Store the before and after snapshots. If the expected URLs disappear, you have evidence. If old URLs are still visible, you know what to redirect or remove. If snippets still show outdated copy, you know Google has not refreshed that page yet.

A minimal snapshot table is enough:

CREATE TABLE site_query_audits (
  id BIGSERIAL PRIMARY KEY,
  check_name TEXT NOT NULL,
  query TEXT NOT NULL,
  gl TEXT NOT NULL,
  hl TEXT NOT NULL,
  ok BOOLEAN NOT NULL,
  reason TEXT NOT NULL,
  top_results_json JSONB NOT NULL,
  collected_at TIMESTAMPTZ NOT NULL DEFAULT now()
);

Keep the recent raw results so someone can inspect what Google actually returned.

Add negative checks for accidental exposure

Positive checks find missing pages. Negative checks find pages that should not be there.

Examples:

site:example.com inurl:staging
site:example.com inurl:preview
site:example.com "internal only"
site:example.com "do not publish"
site:example.com "localhost"
site:example.com "test user"

These are uncomfortable searches, which is why they are useful. A weekly negative audit can catch mistakes that normal rank tracking will never report.

Use Search Console for diagnosis, SERPs for visibility

Search Console is still the better tool for canonical indexing diagnostics. Use it when you need to know crawl status, coverage, canonical selection, or page-level indexing reasons.

A site query audit answers a different question: what can a searcher actually see in Google right now?

That is why the two tools work well together. The API audit catches the visible symptom. Search Console helps diagnose the cause.

Keep the report small

The failure mode for SEO monitoring is too much noise. Do not alert on every changed title or every reordered result.

Alert on checks that have an owner:

pricing page missing: marketing or growth
docs page missing: docs or developer relations
staging URL indexed: engineering
old domain still ranking: SEO or platform
wrong language snippet: localization

If nobody knows what to do with the alert, remove it or downgrade it.

Where SerpBase fits

A site query audit does not need a full enterprise SEO suite.

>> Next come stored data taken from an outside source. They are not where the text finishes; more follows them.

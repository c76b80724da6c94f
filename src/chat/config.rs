//! Configuration types for the chat application.
//!
//! This module provides CLI argument parsing via `arrrg` and configuration
//! structures for controlling chat behavior.

use std::path::PathBuf;

use arrrg_derive::CommandLine;
use url::Url;

use crate::error::{Error, Result};

/// Default chat completions endpoint.
pub const DEFAULT_ENDPOINT: &str = "https://api.groq.com/openai/v1/chat/completions";

/// Default model identifier.
pub const DEFAULT_MODEL: &str = "llama-3.1-8b-instant";

/// Default provider name, used to derive the credential key.
pub const DEFAULT_PROVIDER: &str = "groq";

/// Environment variable consulted when no API key is stored.
pub const API_KEY_ENV: &str = "STREAMCHAT_API_KEY";

/// Store key holding the transcript.
pub const MESSAGES_KEY: &str = "chat-messages";

/// Command-line arguments for the streamchat tool.
#[derive(CommandLine, Debug, Default, PartialEq, Eq)]
pub struct ChatArgs {
    /// Model to use for chat.
    #[arrrg(optional, "Model to use (default: llama-3.1-8b-instant)", "MODEL")]
    pub model: Option<String>,

    /// Chat completions endpoint.
    #[arrrg(optional, "Chat completions endpoint URL", "URL")]
    pub endpoint: Option<String>,

    /// Provider name.
    #[arrrg(optional, "Provider name for the stored API key (default: groq)", "NAME")]
    pub provider: Option<String>,

    /// Where the transcript and API key are kept.
    #[arrrg(optional, "Directory for the transcript and API key", "DIR")]
    pub data_dir: Option<String>,

    /// API key to store before the first prompt.
    #[arrrg(optional, "API key to store before starting", "KEY")]
    pub api_key: Option<String>,

    /// Disable ANSI colors and styles.
    #[arrrg(flag, "Disable ANSI colors/styles")]
    pub no_color: bool,

    /// Log requests and frames to stderr.
    #[arrrg(flag, "Log requests and decoded frames to stderr")]
    pub verbose: bool,
}

/// Configuration for a chat session.
///
/// This struct holds the resolved configuration values after processing
/// command-line arguments with appropriate defaults.
#[derive(Debug, Clone, PartialEq, Eq)]
pub struct ChatConfig {
    /// The model to use for generating responses.
    pub model: String,

    /// URL that completion requests are posted to.
    pub endpoint: String,

    /// Provider name; the API key is stored under `<provider>-api-key`.
    pub provider: String,

    /// Directory for the file store; `None` picks a default under `$HOME`.
    pub data_dir: Option<PathBuf>,

    /// Whether to use ANSI colors and styles in output.
    pub use_color: bool,

    /// Whether to log session activity to stderr.
    pub verbose: bool,
}

impl ChatConfig {
    /// Creates a new ChatConfig with default values.
    ///
    /// Defaults:
    /// - Model: llama-3.1-8b-instant
    /// - Endpoint: Groq's OpenAI-compatible chat completions
    /// - Provider: groq
    /// - Color: enabled
    pub fn new() -> Self {
        Self {
            model: DEFAULT_MODEL.to_string(),
            endpoint: DEFAULT_ENDPOINT.to_string(),
            provider: DEFAULT_PROVIDER.to_string(),
            data_dir: None,
            use_color: true,
            verbose: false,
        }
    }

    /// Sets the model to use.
    pub fn with_model(mut self, model: impl Into<String>) -> Self {
        self.model = model.into();
        self
    }

    /// Sets the endpoint.
    pub fn with_endpoint(mut self, endpoint: impl Into<String>) -> Self {
        self.endpoint = endpoint.into();
        self
    }

    /// Sets the provider name.
    pub fn with_provider(mut self, provider: impl Into<String>) -> Self {
        self.provider = provider.into();
        self
    }

    /// Sets the data directory.
    pub fn with_data_dir(mut self, data_dir: Option<PathBuf>) -> Self {
        self.data_dir = data_dir;
        self
    }

    /// Disables ANSI color output.
    pub fn without_color(mut self) -> Self {
        self.use_color = false;
        self
    }

    /// Enables stderr logging.
    pub fn with_verbose(mut self, verbose: bool) -> Self {
        self.verbose = verbose;
        self
    }

    /// Store key for the API key.
    pub fn credential_key(&self) -> String {
        format!("{}-api-key", self.provider)
    }

    /// Store key for the transcript.
    pub fn messages_key(&self) -> &'static str {
        MESSAGES_KEY
    }

    /// The data directory, falling back to `$HOME/.streamchat`.
    pub fn resolved_data_dir(&self) -> PathBuf {
        match &self.data_dir {
            Some(dir) => dir.clone(),
            None => std::env::var_os("HOME")
                .map(PathBuf::from)
                .unwrap_or_else(|| PathBuf::from("."))
                .join(".streamchat"),
        }
    }

    /// Checks that the configuration can be used to build a session.
    pub fn validate(&self) -> Result<()> {
        let url = Url::parse(&self.endpoint)?;
        if !matches!(url.scheme(), "http" | "https") {
            return Err(Error::validation(
                format!("endpoint must be http or https, got {}", url.scheme()),
                Some("endpoint".to_string()),
            ));
        }
        if self.model.trim().is_empty() {
            return Err(Error::validation(
                "model must not be empty",
                Some("model".to_string()),
            ));
        }
        let provider_ok = !self.provider.is_empty()
            && self
                .provider
                .chars()
                .all(|c| c.is_ascii_alphanumeric() || matches!(c, '-' | '_'));
        if !provider_ok {
            return Err(Error::validation(
                "provider must be a non-empty name of letters, digits, '-' or '_'",
                Some("provider".to_string()),
            ));
        }
        Ok(())
    }
}

impl Default for ChatConfig {
    fn default() -> Self {
        Self::new()
    }
}

impl From<ChatArgs> for ChatConfig {
    fn from(args: ChatArgs) -> Self {
        let defaults = ChatConfig::new();
        ChatConfig {
            model: args.model.unwrap_or(defaults.model),
            endpoint: args.endpoint.unwrap_or(defaults.endpoint),
            provider: args.provider.unwrap_or(defaults.provider),
            data_dir: args.data_dir.map(PathBuf::from),
            use_color: !args.no_color,
            verbose: args.verbose,
        }
    }
}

It needs repeatable Google results, country/language targeting, and JSON you can store.

SerpBase is useful for this because each check is a normal search request. You can run a small audit after deploys, schedule broader checks weekly, and keep the output in your own database. No browser automation, no selector maintenance, no manual screenshots.

Start with ten checks. Include five pages that must be visible and five patterns that must stay invisible. After the first real catch, the audit will earn its place in the release checklist.